Demonstranten in Tel Aviv fordern die Freilassung israelischer Geiseln in Gaza
Reuters/Alexandre Meneghini
An die 120.000 Menschen erinnerten an das Schicksal der immer noch zahlreichen Geiseln in den Händen der Extremisten

Am Samstag erinnerten am Wochenende bei einer Massenkundgebung in Tel Aviv nach Angaben der Organisatoren an die 120.000 Menschen an das Schicksal der Geiseln. Familienangehörige brachten dabei ihre Frustration über die Regierung Netanjahus zum Ausdruck, wie die Onlinezeitung Times of Israel berichtete. Sie warfen seiner Regierung vor, nicht genug zu tun, um die Geiseln nach Hause zu holen. Die Zeit für ihre Rettung laufe ab. Die Kundgebung war für 24 Stunden angesetzt.

Appelle für Feuerpause aktuell ungehört

Immer wieder gibt es wegen der zahlreichen zivilen Opfer bei den Kämpfen im Gazastreifen auch Kritik an Israel. Laut – nicht objektiv überprüfbaren – Zahlen der von der Hamas kontrollierten Gesundheitsbehörde sollen bisher an die 23.000 Menschen ums Leben gekommen sein. Es gab bisher nur sehr kurze Feuerpausen.
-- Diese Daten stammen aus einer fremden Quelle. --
use gmp_filter::counts::{CollectionCounts, CountsError};
use gmp_filter::filter::Filter;

#[test]
fn test_walks_pages_with_filter() {
    let filter = Filter::from_string("name~web first=1 rows=20");
    let page1 = CollectionCounts::new(1, 120, 50, 20, 20).expect("valid counts");
    assert!(page1.is_first());
    assert!(page1.has_next());

    let next = page1.next_filter(&filter);
    assert_eq!(next.first(), Some(21));
    assert_eq!(next.rows(), Some(20));

    let page3 = CollectionCounts::new(41, 120, 50, 10, 20).expect("valid counts");
    assert!(page3.is_last());
    assert_eq!(page3.current_page(), 3);
    assert_eq!(page3.page_count(), 3);
    assert_eq!(page3.previous_filter(&next).first(), Some(21));
    assert_eq!(page3.last_filter(&filter).first(), Some(41));
}

#[test]
fn test_all_rows_page() {
    let counts = CollectionCounts::new(1, 7, 7, 7, 0).expect("valid counts");
    assert!(counts.is_first());
    assert!(counts.is_last());
    assert_eq!(counts.page_count(), 1);

    let filter = counts.next_filter(&Filter::from_string("rows=-1 first=1"));
    assert_eq!(filter.rows(), Some(-1), "page size of zero leaves rows alone");
}

#[test]
fn test_rejects_inconsistent_server_counts() {
    let err = serde_json::from_str::<CollectionCounts>(
        r#"{"first":0,"all":3,"filtered":2,"length":2,"rows":10}"#,
    )
    .expect_err("first below one");
    assert!(err.to_string().contains("at least 1"));

    assert!(matches!(
        CollectionCounts::new(1, 3, 2, 3, 10),
        Err(CountsError::LengthExceedsFiltered { .. })
    ));
}

#[test]
fn test_serializes_plain_fields() {
    let counts = CollectionCounts::new(11, 30, 25, 10, 10).expect("valid counts");
    let json = serde_json::to_value(counts).expect("serialize");
    assert_eq!(json["first"], 11);
    assert_eq!(json["filtered"], 25);
    assert_eq!(counts.last(), 20);
}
Das UNO-Hilfswerk für Palästina-Flüchtlinge im Nahen Osten (UNRWA) erneuerte seinen Appell für eine humanitäre Feuerpause. „Massenhafter Tod, Zerstörung, Vertreibung, Hunger, Verlust und Trauer“ in den letzten 100 Tagen widersprächen dem gemeinsamen Verständnis von Menschlichkeit, schrieb sinngemäß der Generalkommissar der UNRWA, Philippe Lazzarini, in einer Erklärung. Die UNO geht von 1,4 Millionen Binnenflüchtlingen im Gazastreifen aus.

Luftaufnahme zeigt zerstörte Gebäude in Gaza Stadt
APA/AFP
Die schweren Angriffe forderten zahlreiche zivile Opfer

Zweifel an raschem militärischem Erfolg

Die israelische Armee will jedenfalls eigenen Angaben nach den militärischen Druck auf die Hamas weiter erhöhen. „Druck, der zur Zerschlagung der Hamas und zur Rückkehr der Geiseln führt“, sagte der israelische Generalstabschef Herzi Halevi am Samstag. „Um die Hamas zu zerschlagen, ist Geduld notwendig und unerlässlich“, sagte Halevi.

Israel ist nach Einschätzung der Tageszeitung „Haaretz“ (Samstag-Ausgabe) allerdings noch weit vom Erreichen seiner Kriegsziele entfernt. Grund dafür seien die ausgefeilten Tunnelsysteme der Hamas, in denen sich ihre Anführer versteckt hielten.